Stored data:
---*---

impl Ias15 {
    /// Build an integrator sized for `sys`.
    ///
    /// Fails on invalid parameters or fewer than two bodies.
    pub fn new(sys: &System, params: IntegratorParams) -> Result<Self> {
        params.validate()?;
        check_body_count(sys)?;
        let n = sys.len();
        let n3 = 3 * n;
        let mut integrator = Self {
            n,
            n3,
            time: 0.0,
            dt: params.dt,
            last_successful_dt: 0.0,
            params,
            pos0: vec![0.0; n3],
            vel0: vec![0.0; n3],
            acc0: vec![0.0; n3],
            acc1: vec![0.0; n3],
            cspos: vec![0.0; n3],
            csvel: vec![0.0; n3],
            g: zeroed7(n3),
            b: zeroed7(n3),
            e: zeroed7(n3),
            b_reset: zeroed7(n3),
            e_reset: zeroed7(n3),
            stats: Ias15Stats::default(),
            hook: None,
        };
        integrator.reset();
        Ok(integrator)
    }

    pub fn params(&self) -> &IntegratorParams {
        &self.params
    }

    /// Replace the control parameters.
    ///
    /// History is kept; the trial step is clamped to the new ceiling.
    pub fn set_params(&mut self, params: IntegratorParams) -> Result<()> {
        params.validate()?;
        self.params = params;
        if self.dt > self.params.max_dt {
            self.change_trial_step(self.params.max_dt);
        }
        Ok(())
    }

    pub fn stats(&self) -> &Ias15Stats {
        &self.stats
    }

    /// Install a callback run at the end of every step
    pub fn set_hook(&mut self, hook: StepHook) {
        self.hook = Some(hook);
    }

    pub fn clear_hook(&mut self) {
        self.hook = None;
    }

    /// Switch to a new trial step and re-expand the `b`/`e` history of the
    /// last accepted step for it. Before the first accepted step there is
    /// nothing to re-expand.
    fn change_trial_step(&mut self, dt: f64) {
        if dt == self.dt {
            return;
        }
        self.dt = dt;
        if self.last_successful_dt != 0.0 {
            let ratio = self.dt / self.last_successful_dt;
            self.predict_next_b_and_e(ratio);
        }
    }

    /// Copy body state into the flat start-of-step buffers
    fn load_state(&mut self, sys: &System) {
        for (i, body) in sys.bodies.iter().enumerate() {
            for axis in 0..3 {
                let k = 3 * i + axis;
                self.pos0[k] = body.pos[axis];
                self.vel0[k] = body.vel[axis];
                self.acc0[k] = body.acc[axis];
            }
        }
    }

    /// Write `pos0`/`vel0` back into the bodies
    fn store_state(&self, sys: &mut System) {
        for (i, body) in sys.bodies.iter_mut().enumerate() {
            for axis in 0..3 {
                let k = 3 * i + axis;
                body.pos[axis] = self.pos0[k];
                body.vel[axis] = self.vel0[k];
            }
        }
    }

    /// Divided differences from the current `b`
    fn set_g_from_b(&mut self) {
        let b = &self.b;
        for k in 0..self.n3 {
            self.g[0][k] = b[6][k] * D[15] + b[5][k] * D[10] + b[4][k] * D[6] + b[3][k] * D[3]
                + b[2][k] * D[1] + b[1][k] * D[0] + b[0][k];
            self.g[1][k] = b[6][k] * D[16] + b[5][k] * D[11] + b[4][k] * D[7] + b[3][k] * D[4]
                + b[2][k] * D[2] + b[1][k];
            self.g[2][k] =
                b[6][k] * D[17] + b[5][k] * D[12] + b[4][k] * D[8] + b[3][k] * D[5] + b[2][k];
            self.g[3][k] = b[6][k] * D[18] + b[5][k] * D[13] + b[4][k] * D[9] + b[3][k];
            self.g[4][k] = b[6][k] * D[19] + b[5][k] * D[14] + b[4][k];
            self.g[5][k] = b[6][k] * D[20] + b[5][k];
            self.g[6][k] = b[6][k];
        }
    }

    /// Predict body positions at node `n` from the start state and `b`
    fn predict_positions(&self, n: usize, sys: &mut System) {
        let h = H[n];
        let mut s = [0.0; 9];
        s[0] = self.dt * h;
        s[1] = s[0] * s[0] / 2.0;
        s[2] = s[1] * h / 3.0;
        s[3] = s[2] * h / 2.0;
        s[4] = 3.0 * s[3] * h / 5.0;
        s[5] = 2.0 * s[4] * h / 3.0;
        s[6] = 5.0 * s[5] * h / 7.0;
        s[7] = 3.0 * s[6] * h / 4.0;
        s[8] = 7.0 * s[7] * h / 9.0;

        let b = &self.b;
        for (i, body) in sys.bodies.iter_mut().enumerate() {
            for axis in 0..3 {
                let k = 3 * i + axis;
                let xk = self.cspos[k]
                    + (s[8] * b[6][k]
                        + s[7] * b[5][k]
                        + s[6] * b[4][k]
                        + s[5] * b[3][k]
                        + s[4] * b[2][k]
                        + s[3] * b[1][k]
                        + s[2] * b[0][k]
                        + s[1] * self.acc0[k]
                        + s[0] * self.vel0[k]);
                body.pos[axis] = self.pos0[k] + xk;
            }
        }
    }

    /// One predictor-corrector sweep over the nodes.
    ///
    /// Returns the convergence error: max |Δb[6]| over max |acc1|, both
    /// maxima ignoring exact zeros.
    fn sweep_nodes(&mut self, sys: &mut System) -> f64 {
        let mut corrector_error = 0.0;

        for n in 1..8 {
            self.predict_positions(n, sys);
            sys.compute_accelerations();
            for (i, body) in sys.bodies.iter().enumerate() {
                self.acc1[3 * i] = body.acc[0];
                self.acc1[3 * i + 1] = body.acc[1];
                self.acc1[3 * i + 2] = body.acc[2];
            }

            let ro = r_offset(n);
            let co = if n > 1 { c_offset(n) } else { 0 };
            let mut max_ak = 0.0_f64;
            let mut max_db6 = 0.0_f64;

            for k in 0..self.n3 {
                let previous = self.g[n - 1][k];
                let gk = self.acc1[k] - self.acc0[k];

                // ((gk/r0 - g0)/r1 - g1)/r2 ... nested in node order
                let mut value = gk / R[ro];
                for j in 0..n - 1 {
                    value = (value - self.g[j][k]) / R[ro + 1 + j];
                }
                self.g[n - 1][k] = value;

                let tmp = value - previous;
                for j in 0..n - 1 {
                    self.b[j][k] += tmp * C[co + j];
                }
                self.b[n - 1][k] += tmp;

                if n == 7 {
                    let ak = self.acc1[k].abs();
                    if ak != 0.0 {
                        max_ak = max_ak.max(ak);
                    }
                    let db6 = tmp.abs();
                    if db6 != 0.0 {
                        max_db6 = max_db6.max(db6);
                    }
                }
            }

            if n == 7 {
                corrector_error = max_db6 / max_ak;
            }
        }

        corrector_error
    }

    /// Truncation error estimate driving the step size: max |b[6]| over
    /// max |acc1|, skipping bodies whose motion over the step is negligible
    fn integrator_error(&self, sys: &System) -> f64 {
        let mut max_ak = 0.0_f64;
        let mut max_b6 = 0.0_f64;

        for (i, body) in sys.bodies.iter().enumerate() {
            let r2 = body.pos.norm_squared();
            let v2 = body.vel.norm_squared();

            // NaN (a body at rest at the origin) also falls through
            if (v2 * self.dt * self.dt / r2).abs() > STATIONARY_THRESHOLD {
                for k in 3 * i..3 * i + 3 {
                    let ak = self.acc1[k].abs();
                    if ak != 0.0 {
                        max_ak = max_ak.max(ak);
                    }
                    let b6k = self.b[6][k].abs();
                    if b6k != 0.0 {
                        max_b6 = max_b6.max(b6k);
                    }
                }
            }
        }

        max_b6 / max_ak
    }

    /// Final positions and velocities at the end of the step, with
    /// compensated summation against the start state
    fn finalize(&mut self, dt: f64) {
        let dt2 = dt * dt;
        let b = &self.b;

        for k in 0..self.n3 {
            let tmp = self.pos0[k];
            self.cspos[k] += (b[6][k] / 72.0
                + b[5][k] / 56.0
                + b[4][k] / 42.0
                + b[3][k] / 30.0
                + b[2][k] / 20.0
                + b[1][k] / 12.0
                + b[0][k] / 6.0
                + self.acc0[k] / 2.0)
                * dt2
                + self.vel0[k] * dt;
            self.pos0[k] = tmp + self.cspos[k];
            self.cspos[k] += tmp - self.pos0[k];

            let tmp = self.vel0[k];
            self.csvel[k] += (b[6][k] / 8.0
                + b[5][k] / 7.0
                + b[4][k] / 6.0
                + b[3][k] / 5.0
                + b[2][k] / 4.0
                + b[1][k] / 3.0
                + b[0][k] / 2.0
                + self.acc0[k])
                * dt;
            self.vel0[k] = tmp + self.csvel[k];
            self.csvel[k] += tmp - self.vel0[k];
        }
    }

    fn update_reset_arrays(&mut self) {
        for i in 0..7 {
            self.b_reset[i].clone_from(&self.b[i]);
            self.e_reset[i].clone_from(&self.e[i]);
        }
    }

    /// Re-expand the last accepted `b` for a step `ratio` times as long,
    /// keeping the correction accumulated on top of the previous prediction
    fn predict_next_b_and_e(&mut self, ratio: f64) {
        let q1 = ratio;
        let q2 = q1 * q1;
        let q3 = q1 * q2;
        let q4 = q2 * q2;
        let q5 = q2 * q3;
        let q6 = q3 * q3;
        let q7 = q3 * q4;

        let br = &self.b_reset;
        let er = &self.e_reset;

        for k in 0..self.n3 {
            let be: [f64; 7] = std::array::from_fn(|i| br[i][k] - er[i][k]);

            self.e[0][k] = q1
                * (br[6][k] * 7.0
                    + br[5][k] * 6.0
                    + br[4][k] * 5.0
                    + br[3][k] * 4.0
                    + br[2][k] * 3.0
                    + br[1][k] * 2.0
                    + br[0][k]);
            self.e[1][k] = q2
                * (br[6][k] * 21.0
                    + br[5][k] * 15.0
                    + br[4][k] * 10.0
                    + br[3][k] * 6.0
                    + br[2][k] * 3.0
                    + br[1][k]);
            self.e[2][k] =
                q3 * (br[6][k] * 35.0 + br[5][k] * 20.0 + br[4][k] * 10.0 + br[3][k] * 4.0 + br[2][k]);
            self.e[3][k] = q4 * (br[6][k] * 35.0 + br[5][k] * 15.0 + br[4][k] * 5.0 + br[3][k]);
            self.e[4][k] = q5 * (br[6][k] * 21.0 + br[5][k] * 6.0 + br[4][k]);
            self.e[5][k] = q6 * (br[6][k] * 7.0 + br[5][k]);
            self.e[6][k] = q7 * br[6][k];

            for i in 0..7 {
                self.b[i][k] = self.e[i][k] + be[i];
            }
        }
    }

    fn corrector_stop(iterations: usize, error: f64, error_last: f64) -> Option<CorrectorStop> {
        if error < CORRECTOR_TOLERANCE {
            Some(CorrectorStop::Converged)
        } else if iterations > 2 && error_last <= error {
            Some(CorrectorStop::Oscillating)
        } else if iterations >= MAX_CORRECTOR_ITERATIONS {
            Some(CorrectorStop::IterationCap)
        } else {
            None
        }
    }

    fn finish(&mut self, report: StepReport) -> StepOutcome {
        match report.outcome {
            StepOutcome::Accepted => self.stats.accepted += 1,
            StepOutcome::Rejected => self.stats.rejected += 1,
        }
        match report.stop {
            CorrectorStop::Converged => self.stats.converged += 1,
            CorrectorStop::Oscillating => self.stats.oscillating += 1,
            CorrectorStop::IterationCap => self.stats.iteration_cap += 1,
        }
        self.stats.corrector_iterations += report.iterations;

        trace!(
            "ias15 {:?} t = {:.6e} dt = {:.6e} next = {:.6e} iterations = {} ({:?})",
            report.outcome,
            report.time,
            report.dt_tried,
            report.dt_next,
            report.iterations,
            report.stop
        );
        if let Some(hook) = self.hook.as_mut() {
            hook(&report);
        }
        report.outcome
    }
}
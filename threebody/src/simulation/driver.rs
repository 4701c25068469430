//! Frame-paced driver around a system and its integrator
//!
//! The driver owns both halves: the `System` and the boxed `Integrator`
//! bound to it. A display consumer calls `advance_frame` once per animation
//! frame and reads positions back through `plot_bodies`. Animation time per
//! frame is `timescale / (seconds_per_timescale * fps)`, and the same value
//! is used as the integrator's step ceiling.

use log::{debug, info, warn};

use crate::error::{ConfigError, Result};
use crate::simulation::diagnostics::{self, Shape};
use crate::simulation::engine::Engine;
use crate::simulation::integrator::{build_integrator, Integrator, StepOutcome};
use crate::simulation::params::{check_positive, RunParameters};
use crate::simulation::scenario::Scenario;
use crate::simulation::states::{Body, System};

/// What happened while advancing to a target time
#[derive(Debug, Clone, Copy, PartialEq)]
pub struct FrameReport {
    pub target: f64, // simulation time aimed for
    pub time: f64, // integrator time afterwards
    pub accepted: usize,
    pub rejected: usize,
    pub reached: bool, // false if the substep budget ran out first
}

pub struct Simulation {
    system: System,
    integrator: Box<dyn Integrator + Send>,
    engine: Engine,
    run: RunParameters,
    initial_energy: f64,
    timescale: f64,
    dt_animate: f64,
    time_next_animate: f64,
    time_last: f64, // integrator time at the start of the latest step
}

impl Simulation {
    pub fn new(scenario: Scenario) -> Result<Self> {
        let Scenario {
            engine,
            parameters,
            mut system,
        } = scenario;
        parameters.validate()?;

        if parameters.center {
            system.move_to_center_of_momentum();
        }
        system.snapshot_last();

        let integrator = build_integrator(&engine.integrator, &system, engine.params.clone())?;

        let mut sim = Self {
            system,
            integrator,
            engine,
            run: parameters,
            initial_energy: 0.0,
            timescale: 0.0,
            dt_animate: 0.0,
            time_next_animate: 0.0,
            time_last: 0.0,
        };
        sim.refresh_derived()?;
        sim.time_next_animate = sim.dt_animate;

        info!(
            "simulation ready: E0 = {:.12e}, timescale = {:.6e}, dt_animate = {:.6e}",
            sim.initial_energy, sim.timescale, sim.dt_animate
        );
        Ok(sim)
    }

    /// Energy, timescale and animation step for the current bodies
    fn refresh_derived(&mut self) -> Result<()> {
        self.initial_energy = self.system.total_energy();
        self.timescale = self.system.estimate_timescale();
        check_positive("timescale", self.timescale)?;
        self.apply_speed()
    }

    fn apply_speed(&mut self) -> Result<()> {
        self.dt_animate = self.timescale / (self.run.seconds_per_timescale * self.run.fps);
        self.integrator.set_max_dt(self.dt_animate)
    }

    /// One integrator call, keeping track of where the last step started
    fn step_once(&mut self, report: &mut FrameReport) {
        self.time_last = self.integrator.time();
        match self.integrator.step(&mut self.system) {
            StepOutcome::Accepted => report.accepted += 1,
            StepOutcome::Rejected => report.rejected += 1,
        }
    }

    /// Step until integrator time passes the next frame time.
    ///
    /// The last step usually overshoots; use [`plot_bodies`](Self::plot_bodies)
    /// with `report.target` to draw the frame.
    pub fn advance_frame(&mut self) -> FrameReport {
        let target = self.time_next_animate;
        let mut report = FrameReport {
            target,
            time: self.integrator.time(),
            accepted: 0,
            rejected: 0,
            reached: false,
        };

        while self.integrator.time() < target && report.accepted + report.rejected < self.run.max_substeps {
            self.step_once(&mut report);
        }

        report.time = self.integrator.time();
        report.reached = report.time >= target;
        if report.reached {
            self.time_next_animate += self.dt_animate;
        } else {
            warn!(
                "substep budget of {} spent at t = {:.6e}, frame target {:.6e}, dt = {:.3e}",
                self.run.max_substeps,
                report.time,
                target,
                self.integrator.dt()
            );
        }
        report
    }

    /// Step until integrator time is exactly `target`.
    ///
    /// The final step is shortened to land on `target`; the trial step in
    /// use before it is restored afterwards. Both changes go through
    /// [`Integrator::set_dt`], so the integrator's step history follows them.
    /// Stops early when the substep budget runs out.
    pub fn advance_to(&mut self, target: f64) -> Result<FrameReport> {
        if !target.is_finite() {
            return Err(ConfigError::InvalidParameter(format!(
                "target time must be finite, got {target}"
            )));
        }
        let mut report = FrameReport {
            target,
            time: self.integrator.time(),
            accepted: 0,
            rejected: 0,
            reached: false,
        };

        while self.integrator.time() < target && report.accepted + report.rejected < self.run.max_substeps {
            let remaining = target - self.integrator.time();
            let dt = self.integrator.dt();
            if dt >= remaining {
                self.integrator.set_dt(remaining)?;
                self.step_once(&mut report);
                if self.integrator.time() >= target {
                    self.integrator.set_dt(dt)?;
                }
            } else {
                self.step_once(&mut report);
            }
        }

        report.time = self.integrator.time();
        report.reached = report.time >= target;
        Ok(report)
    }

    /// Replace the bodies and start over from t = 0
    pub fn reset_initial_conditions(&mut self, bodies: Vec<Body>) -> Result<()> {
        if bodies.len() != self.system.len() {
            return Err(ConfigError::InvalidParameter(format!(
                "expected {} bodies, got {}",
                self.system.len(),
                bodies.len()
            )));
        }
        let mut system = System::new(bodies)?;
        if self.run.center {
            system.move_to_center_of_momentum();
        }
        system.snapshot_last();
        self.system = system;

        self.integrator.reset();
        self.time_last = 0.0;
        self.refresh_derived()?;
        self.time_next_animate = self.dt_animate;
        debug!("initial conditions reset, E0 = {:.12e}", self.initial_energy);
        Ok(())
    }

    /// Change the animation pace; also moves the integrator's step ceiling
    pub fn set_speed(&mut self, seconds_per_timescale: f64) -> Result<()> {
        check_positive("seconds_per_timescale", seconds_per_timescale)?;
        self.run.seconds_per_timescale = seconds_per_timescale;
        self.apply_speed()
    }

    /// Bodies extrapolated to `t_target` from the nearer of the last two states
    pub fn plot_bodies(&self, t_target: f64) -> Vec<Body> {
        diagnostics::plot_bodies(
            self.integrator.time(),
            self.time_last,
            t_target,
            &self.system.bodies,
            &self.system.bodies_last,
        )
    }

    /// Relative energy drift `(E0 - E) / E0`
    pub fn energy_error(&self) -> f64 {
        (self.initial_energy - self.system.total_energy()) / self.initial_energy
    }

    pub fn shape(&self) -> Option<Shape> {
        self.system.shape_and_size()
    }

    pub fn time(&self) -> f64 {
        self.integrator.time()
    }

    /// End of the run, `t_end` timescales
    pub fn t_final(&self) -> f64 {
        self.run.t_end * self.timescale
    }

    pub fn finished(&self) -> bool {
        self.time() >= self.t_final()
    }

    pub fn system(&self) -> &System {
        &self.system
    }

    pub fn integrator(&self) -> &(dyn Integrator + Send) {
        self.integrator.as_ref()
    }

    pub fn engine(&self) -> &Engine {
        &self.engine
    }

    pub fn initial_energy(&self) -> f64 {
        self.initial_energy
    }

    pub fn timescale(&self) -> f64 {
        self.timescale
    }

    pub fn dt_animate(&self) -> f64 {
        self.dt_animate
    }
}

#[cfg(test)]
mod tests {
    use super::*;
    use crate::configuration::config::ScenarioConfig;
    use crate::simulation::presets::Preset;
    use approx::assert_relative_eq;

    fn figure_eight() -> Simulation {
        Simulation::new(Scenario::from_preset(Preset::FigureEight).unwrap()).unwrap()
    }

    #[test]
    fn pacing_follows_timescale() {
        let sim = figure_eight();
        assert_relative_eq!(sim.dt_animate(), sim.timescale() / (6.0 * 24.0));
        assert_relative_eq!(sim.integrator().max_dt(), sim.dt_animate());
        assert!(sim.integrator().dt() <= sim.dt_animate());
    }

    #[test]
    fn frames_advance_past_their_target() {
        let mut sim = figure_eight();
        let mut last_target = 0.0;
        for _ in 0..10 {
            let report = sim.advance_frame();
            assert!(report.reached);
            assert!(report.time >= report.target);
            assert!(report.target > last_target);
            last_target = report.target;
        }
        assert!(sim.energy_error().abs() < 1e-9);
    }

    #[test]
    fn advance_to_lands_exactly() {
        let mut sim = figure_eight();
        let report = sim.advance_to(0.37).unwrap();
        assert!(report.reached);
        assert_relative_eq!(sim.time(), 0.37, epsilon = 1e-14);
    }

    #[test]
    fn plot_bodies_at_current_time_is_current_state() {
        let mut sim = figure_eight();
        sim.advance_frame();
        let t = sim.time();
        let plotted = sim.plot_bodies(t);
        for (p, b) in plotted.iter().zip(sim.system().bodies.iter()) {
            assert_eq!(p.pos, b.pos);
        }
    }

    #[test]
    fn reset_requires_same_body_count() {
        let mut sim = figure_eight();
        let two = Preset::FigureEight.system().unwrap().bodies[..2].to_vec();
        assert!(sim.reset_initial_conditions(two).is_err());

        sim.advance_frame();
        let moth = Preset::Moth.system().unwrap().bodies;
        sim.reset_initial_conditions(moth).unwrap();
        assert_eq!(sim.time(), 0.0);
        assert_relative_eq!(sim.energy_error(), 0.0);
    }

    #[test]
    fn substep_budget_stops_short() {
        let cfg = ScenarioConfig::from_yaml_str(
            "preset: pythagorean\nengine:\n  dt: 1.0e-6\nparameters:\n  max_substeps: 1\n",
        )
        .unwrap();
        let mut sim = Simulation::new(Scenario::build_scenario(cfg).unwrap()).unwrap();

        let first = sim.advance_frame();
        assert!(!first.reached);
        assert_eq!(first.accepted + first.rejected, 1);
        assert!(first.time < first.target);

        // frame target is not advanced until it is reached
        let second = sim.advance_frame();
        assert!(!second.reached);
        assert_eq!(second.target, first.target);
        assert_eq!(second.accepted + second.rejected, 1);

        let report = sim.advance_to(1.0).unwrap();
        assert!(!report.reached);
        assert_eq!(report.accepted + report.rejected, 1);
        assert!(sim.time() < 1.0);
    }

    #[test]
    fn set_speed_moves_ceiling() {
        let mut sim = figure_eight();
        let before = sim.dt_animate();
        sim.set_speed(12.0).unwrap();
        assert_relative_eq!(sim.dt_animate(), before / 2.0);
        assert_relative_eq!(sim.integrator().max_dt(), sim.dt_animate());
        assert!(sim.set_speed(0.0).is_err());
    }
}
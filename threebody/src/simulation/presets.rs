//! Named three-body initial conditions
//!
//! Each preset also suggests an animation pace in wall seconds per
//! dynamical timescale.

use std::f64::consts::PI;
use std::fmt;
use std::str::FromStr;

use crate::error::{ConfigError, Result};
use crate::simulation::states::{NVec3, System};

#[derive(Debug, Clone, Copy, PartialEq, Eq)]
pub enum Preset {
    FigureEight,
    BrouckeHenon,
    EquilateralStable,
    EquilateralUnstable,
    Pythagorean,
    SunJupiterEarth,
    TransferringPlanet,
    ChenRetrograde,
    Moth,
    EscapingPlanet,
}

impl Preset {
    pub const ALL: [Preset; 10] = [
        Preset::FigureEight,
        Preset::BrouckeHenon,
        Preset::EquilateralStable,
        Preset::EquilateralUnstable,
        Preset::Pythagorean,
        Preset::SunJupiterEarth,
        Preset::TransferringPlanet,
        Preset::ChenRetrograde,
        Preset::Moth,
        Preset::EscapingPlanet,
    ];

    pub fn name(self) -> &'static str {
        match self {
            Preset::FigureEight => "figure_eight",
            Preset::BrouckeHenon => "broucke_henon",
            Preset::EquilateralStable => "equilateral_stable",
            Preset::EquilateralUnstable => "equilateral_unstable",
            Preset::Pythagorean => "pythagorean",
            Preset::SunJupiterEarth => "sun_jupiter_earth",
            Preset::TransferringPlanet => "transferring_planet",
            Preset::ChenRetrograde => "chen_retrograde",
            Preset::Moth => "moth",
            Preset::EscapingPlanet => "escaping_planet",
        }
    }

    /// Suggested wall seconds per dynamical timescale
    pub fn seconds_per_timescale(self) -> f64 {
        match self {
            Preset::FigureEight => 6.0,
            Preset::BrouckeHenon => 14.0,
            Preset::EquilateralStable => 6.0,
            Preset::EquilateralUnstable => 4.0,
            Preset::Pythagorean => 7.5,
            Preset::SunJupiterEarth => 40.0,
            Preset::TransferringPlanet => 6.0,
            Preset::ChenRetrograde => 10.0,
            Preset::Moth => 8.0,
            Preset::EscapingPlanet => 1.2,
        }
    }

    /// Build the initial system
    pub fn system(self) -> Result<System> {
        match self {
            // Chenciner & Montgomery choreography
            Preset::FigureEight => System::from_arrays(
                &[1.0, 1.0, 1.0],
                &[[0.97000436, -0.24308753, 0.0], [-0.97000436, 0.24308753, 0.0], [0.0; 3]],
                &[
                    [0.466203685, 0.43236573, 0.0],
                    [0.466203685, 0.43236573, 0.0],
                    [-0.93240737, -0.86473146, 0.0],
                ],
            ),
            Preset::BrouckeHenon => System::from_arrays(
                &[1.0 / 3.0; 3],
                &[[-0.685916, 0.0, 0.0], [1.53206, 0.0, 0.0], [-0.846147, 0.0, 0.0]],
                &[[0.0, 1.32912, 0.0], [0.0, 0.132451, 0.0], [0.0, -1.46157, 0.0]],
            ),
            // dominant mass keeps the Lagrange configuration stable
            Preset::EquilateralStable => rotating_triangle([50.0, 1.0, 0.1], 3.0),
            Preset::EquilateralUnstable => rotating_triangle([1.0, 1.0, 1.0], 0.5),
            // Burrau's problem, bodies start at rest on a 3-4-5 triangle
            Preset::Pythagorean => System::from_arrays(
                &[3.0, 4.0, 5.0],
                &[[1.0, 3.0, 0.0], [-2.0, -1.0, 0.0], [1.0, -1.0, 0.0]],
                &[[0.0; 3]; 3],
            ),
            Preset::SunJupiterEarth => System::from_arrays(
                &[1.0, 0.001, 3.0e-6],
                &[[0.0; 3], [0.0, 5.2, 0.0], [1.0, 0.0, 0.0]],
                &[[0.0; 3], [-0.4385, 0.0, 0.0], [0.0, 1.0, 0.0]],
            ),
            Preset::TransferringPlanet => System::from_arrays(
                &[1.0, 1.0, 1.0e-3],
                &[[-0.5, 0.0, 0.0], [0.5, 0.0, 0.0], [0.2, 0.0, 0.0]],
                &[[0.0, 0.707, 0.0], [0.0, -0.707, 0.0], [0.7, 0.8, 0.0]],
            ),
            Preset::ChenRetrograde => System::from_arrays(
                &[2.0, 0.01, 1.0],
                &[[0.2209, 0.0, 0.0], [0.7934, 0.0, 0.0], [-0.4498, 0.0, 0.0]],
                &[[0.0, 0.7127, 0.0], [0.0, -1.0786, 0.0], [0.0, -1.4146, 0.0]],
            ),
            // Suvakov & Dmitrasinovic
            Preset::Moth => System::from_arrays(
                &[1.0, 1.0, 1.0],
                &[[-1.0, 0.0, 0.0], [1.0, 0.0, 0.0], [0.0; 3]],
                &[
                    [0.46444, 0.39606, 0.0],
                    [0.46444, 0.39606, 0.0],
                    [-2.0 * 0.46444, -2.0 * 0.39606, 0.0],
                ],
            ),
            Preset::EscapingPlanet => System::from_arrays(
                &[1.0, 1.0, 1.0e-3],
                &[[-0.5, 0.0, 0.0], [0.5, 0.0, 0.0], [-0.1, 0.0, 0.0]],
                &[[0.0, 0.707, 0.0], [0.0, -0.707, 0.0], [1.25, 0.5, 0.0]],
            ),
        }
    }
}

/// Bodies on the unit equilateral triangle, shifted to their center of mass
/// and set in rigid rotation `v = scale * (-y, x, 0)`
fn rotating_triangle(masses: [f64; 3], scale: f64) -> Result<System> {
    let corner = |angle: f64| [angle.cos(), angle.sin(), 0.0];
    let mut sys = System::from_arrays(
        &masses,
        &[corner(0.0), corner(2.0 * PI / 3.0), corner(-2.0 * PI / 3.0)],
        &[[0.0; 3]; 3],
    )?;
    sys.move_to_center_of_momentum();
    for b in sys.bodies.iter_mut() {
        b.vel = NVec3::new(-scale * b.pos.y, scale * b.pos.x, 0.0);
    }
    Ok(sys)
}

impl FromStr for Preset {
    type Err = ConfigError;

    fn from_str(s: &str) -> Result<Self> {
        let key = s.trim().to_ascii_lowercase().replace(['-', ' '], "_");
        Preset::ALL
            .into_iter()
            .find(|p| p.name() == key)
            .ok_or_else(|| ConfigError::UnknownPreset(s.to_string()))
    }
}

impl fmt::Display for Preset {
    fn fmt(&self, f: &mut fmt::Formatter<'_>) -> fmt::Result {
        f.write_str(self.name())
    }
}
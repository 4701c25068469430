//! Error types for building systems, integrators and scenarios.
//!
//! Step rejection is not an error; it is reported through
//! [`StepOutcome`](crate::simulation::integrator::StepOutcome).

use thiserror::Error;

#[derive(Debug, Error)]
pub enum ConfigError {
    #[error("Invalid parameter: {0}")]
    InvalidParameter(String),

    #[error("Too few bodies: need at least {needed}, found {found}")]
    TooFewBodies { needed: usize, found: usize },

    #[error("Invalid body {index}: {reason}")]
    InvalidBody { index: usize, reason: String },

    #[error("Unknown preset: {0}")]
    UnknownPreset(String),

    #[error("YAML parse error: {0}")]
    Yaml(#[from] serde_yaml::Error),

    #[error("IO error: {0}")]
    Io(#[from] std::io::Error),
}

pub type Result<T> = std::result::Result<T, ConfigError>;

---*---

§ Task prompt
Return, from the data above, each line in which the string "diagnostics" appears.

§ Finished exercise
use crate::simulation::diagnostics::{self, Shape};
        diagnostics::plot_bodies(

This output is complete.